—N'est-ce pas, répondit Eugénie; comment se fait-il donc alors... Mais n'anticipons pas sur les événements, aussi bien je n'ai plus que peu de chose à vous dire.

La lecture de cette lettre, je dois l'avouer, me causa le plus vif plaisir; ce n'est pas sans éprouver une bien vive satisfaction que l'on acquiert la certitude que l'on est aimé de ceux que l'on aime; j'aurais dû sans doute la porter à ma tante, lui faire la confidence des événements qui avaient précédé sa réception et régler ma conduite sur les conseils de son expérience; mais fait-on toujours ce que l'on doit faire? surtout lorsque l'on agit sous l'impression d'un sentiment dans lequel se résument toutes nos facultés et que, comme moi, on a la tête assez pleine d'aventures merveilleuses, pour que rien n'ait plus le privilége de nous étonner.

»Voici ce que je répondis à monsieur Edmond de Bourgerel:

»Je regrette beaucoup, monsieur, d'être la cause des maux qui vous ont accablé; j'ai compris, bien que vous ne m'en ayez rien dit, que c'était avec le comte de *** qu'avait eu lien la rencontre à la suite de laquelle vous avez reçu la blessure qui a amené l'attaque de tétanos, qui vous a fait tant souffrir; daignez le croire, monsieur, jamais, le souvenir de ce que vous avez fait pour moi ne s'effacera de ma mémoire.

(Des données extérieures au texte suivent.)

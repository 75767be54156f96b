// Tests for webhook delivery and notification settings

use async_trait::async_trait;
use chrono::Utc;
use sinkwatch_core::data::Database;
use sinkwatch_core::error::{CoreError, Result};
use sinkwatch_core::notify::{
    DiscordNotifier, Notifier, discord_settings, mask_webhook, send_test, set_discord_settings,
};
use std::sync::Mutex;
use tempfile::TempDir;
use wiremock::matchers::{body_json, method, path};
use wiremock::{Mock, MockServer, ResponseTemplate};

fn create_test_db() -> (TempDir, Database) {
    let temp_dir = TempDir::new().unwrap();
    let db = Database::new(&temp_dir.path().join("test.db")).unwrap();
    (temp_dir, db)
}

#[derive(Default)]
struct RecordingNotifier {
    sent: Mutex<Vec<String>>,
}

#[async_trait]
impl Notifier for RecordingNotifier {
    async fn send(&self, destination: &str, _content: &str) -> Result<()> {
        self.sent.lock().unwrap().push(destination.to_string());
        Ok(())
    }
}

#[tokio::test]
async fn test_discord_notifier_posts_content() {
    let server = MockServer::start().await;
    Mock::given(method("POST"))
        .and(path("/api/webhooks/1/token"))
        .and(body_json(serde_json::json!({ "content": "hello" })))
        .respond_with(ResponseTemplate::new(204))
        .expect(1)
        .mount(&server)
        .await;

    let notifier = DiscordNotifier::new().unwrap();
    let url = format!("{}/api/webhooks/1/token", server.uri());
    notifier.send(&url, "hello").await.unwrap();
}

#[tokio::test]
async fn test_discord_notifier_reports_error_status() {
    let server = MockServer::start().await;
    Mock::given(method("POST"))
        .respond_with(ResponseTemplate::new(429))
        .mount(&server)
        .await;

    let notifier = DiscordNotifier::new().unwrap();
    let result = notifier.send(&server.uri(), "hello").await;
    match result {
        Err(CoreError::Notify(msg)) => assert!(msg.contains("429")),
        other => panic!("expected notify error, got {:?}", other),
    }
}

#[tokio::test]
async fn test_send_test_requires_enabled_settings() {
    let (_temp_dir, db) = create_test_db();
    let notifier = RecordingNotifier::default();
    let webhook = "https://discord.com/api/webhooks/42/abcdefgh";

    assert!(!send_test(&db, &notifier).await.unwrap());

    set_discord_settings(&db, webhook, false, Utc::now()).unwrap();
    assert!(!send_test(&db, &notifier).await.unwrap());
    assert!(notifier.sent.lock().unwrap().is_empty());

    set_discord_settings(&db, webhook, true, Utc::now()).unwrap();
    assert!(send_test(&db, &notifier).await.unwrap());
    assert_eq!(*notifier.sent.lock().unwrap(), vec![webhook.to_string()]);
}

#[test]
fn test_settings_persist_and_mask() {
    let (_temp_dir, db) = create_test_db();
    let webhook = "https://discordapp.com/api/webhooks/42/abcdefgh";

    set_discord_settings(&db, webhook, true, Utc::now()).unwrap();
    let settings = discord_settings(&db).unwrap();
    assert!(settings.enabled);
    assert_eq!(settings.webhook_url, webhook);
    assert!(settings.updated_at.is_some());
    assert_eq!(mask_webhook(&settings.webhook_url), "https://di…efgh");

    // Disabling may clear the webhook
    set_discord_settings(&db, "", false, Utc::now()).unwrap();
    assert_eq!(discord_settings(&db).unwrap().webhook_url, "");
}
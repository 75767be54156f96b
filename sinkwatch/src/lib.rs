// Include handlers module directly from handlers.rs
#[path = "handlers.rs"]
pub mod handlers;

// Re-export commonly used handler functions for convenience
pub use handlers::{
    load_urls_from_file, load_urls_from_source, open_database, parse_url_line, resolve_db_path,
};
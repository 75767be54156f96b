//! Origin classification: URL normalization, registrable-domain grouping and
//! path categorization.

use crate::error::{Result, ScanError};
use crate::paths::unique_sorted;
use once_cell::sync::Lazy;
use regex::Regex;
use serde::{Deserialize, Serialize};
use std::collections::{BTreeMap, BTreeSet};
use std::fmt;
use std::net::IpAddr;
use url::Url;

/// An explicit scheme at the very start of the input.
static LEADING_SCHEME_RE: Lazy<Regex> = Lazy::new(|| {
    Regex::new(r"^[A-Za-z][A-Za-z0-9+.\-]*://").expect("scheme pattern is valid")
});

/// A page URL split into the pieces the store keys on.
#[derive(Debug, Clone, PartialEq, Eq, Serialize, Deserialize)]
pub struct NormalizedUrl {
    /// The URL as given (after scheme defaulting).
    pub raw: String,
    /// `scheme://host[:port]/path[?query]`, lowercase host, no fragment.
    pub url_norm: String,
    pub scheme: String,
    pub host: String,
    pub path: String,
    /// Registrable domain of `host`.
    pub site_id: String,
}

/// Parses and normalizes a user-supplied page URL.
///
/// A missing scheme defaults to `https://`. Empty input, unparseable input and
/// URLs without a host are rejected.
pub fn normalize_url(raw: &str) -> Result<NormalizedUrl> {
    let trimmed = raw.trim();
    if trimmed.is_empty() {
        return Err(ScanError::InvalidUrl("empty URL".to_string()));
    }

    let with_scheme = if LEADING_SCHEME_RE.is_match(trimmed) {
        trimmed.to_string()
    } else {
        format!("https://{}", trimmed)
    };

    let parsed = Url::parse(&with_scheme)
        .map_err(|e| ScanError::InvalidUrl(format!("{}: {}", trimmed, e)))?;

    let host = parsed
        .host_str()
        .filter(|h| !h.is_empty())
        .ok_or_else(|| ScanError::InvalidUrl(format!("{}: missing host", trimmed)))?
        .to_ascii_lowercase();

    let scheme = parsed.scheme().to_ascii_lowercase();
    let path = match parsed.path() {
        "" => "/".to_string(),
        p => p.to_string(),
    };

    let authority = match parsed.port() {
        Some(port) => format!("{}:{}", host, port),
        None => host.clone(),
    };
    let mut url_norm = format!("{}://{}{}", scheme, authority, path);
    if let Some(q) = parsed.query()
        && !q.is_empty()
    {
        url_norm.push('?');
        url_norm.push_str(q);
    }

    Ok(NormalizedUrl {
        raw: with_scheme,
        url_norm,
        scheme,
        site_id: registrable_domain(&host),
        host,
        path,
    })
}

/// Public-suffix-aware registrable domain ("eTLD+1").
///
/// IP literals and hosts the suffix list cannot place fall back to the
/// lowercased host.
pub fn registrable_domain(host: &str) -> String {
    let host = host
        .trim()
        .trim_start_matches('[')
        .trim_end_matches(']')
        .trim_end_matches('.')
        .to_ascii_lowercase();
    if host.is_empty() || host.parse::<IpAddr>().is_ok() {
        return host;
    }
    match psl::domain_str(&host) {
        Some(domain) => domain.to_string(),
        None => host,
    }
}

pub fn same_site(a: &str, b: &str) -> bool {
    registrable_domain(a) == registrable_domain(b)
}

/// Host of an absolute URL, `None` for relative references.
fn absolute_host(item: &str) -> Option<String> {
    let parsed = Url::parse(item).ok()?;
    parsed.host_str().map(|h| h.to_ascii_lowercase())
}

/// Partitions references into same-site items and a map of external site id
/// to the items under it. Relative references are always internal.
pub fn split_internal_external(
    items: &[String],
    page_host: &str,
) -> (Vec<String>, BTreeMap<String, Vec<String>>) {
    let mut internal = Vec::new();
    let mut external: BTreeMap<String, Vec<String>> = BTreeMap::new();

    for item in unique_sorted(items.iter().map(String::as_str)) {
        match absolute_host(&item) {
            Some(host) if !same_site(&host, page_host) => {
                external.entry(registrable_domain(&host)).or_default().push(item);
            }
            _ => internal.push(item),
        }
    }

    (internal, external)
}

#[derive(Debug, Clone, Copy, PartialEq, Eq, Hash, PartialOrd, Ord, Serialize, Deserialize)]
#[serde(rename_all = "lowercase")]
pub enum Category {
    Api,
    Javascript,
    Html,
    Asp,
    Aspx,
    Php,
    Jsp,
    Others,
    Routes,
}

impl Category {
    pub const ALL: [Category; 9] = [
        Category::Api,
        Category::Javascript,
        Category::Html,
        Category::Asp,
        Category::Aspx,
        Category::Php,
        Category::Jsp,
        Category::Others,
        Category::Routes,
    ];

    pub fn as_str(&self) -> &'static str {
        match self {
            Category::Api => "api",
            Category::Javascript => "javascript",
            Category::Html => "html",
            Category::Asp => "asp",
            Category::Aspx => "aspx",
            Category::Php => "php",
            Category::Jsp => "jsp",
            Category::Others => "others",
            Category::Routes => "routes",
        }
    }

    pub fn parse(s: &str) -> Option<Self> {
        Self::ALL.iter().copied().find(|c| c.as_str() == s)
    }
}

impl fmt::Display for Category {
    fn fmt(&self, f: &mut fmt::Formatter<'_>) -> fmt::Result {
        f.write_str(self.as_str())
    }
}

/// Extension of the last path segment, including the dot, lowercased.
fn extension(path: &str) -> Option<String> {
    let last = path.rsplit('/').next().unwrap_or(path);
    last.rfind('.').map(|i| last[i..].to_ascii_lowercase())
}

/// Categorizes an endpoint or resource seen on `host`.
///
/// A file extension wins; without one, an `api.` host or an `/api` path
/// segment means [`Category::Api`], anything else is a route.
pub fn categorize(host: &str, item: &str) -> Category {
    let lowered = item.to_ascii_lowercase();

    let (path, item_host) = match Url::parse(&lowered) {
        Ok(u) if u.has_host() => (u.path().to_string(), u.host_str().map(str::to_string)),
        _ => {
            let end = lowered.find(['?', '#']).unwrap_or(lowered.len());
            (lowered[..end].to_string(), None)
        }
    };

    match extension(&path).as_deref() {
        Some(".js") => return Category::Javascript,
        Some(".html") | Some(".htm") => return Category::Html,
        Some(".asp") => return Category::Asp,
        Some(".aspx") => return Category::Aspx,
        Some(".php") => return Category::Php,
        Some(".jsp") => return Category::Jsp,
        Some(_) => return Category::Others,
        None => {}
    }

    let host = item_host.unwrap_or_else(|| host.to_ascii_lowercase());
    if host.starts_with("api.") || lowered.contains("/api") {
        Category::Api
    } else {
        Category::Routes
    }
}

/// Groups distinct items by category. Every category key is present.
pub fn group_paths(items: &[String], host: &str) -> BTreeMap<Category, Vec<String>> {
    let mut groups: BTreeMap<Category, Vec<String>> =
        Category::ALL.iter().map(|c| (*c, Vec::new())).collect();
    let mut seen = BTreeSet::new();
    for item in items {
        if item.is_empty() || !seen.insert(item.as_str()) {
            continue;
        }
        groups.entry(categorize(host, item)).or_default().push(item.clone());
    }
    groups
}

/// Everything a page references under one external site.
#[derive(Debug, Clone, Default, PartialEq, Eq, Serialize, Deserialize)]
pub struct ExternalGroup {
    pub site_id: String,
    pub endpoints: Vec<String>,
    pub resources: Vec<String>,
    pub scripts: Vec<String>,
    /// Concrete hosts seen under this site.
    pub hosts: Vec<String>,
}

/// Merges the external partitions of endpoints, resources and scripts into
/// one group per external site.
pub fn build_externals(
    endpoints: &BTreeMap<String, Vec<String>>,
    resources: &BTreeMap<String, Vec<String>>,
    scripts: &BTreeMap<String, Vec<String>>,
) -> BTreeMap<String, ExternalGroup> {
    let mut out: BTreeMap<String, ExternalGroup> = BTreeMap::new();

    for (site, items) in endpoints {
        group_for(&mut out, site).endpoints = unique_sorted(items.iter().map(String::as_str));
    }
    for (site, items) in resources {
        group_for(&mut out, site).resources = unique_sorted(items.iter().map(String::as_str));
    }
    for (site, items) in scripts {
        group_for(&mut out, site).scripts = unique_sorted(items.iter().map(String::as_str));
    }

    for eg in out.values_mut() {
        let hosts: BTreeSet<String> = eg
            .endpoints
            .iter()
            .chain(&eg.resources)
            .chain(&eg.scripts)
            .filter_map(|u| absolute_host(u))
            .collect();
        eg.hosts = hosts.into_iter().collect();
    }

    out
}

fn group_for<'a>(out: &'a mut BTreeMap<String, ExternalGroup>, site: &str) -> &'a mut ExternalGroup {
    out.entry(site.to_string()).or_insert_with(|| ExternalGroup {
        site_id: site.to_string(),
        ..Default::default()
    })
}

»Je crois tout ce que vous me dites, votre conduite ne m'a pas laissé le droit de douter de vos paroles; aussi, je ne crains pas de vous avouer que je vous verrai, sans en éprouver la moindre peine, vous adresser à ma tante; je crois comme vous, pour épargner une peine à cette respectable femme, que nous devons lui cacher la faute grave que j'ai commise; il faut, en effet, attendre un peu de temps avant de faire votre demande; du reste, monsieur, vous savez mieux que moi ce qu'il est convenable de faire.»

»Et je signai.

»A peine le jour commençait-il à poindre, que monsieur Edmond de Bourgerel sortit mystérieusement de chez lui, franchit lestement l'espace qui séparait nos deux chalets, et vint prendre la lettre que j'avais déposée pour lui, à la place indiquée; il la porta à ses lèvres et l'embrassa à plusieurs reprises; avait-il deviné que j'étais derrière les vitres, et les baisers qu'il donnait à la lettre étaient-ils en réalité destinés à celle qui l'avait écrite? Je le crois.

»Je n'avais pas dit à monsieur Edmond de Bourgerel, qu'ainsi qu'il me le demandait, je lui chanterais quelques-unes des romances de mon répertoire; cependant je saisis le premier moment que me laissèrent les soins de notre ménage, (l'exiguïté de notre revenu ne nous permettant pas d'entretenir une domestique), pour me mettre à mon piano; mais qu'allais-je chanter, je n'en savais vraiment rien; je pris l'album de Loïsa Puget, déterminée à chanter la romance qui me tomberait sous les yeux; après l'avoir ouvert au hasard, le hasard a quelquefois de bien singuliers caprices; l'album ouvert, il fallait, si je voulais rester fidèle à l'engagement que j'avais pris avec moi-même, il fallait, dis-je, chanter la romance qui commence ainsi:

Le nom de celui que j'aime!

»J'hésitai quelques instants, devais-je chanter cette romance? non, sans doute me disait ma raison; chante, chante, me disait mon cœur, il sera bien heureux de t'entendre. Hélas! lorsque la raison et le cœur sont aux prises, ce n'est pas toujours la raison qui reste la maîtresse du champ de bataille.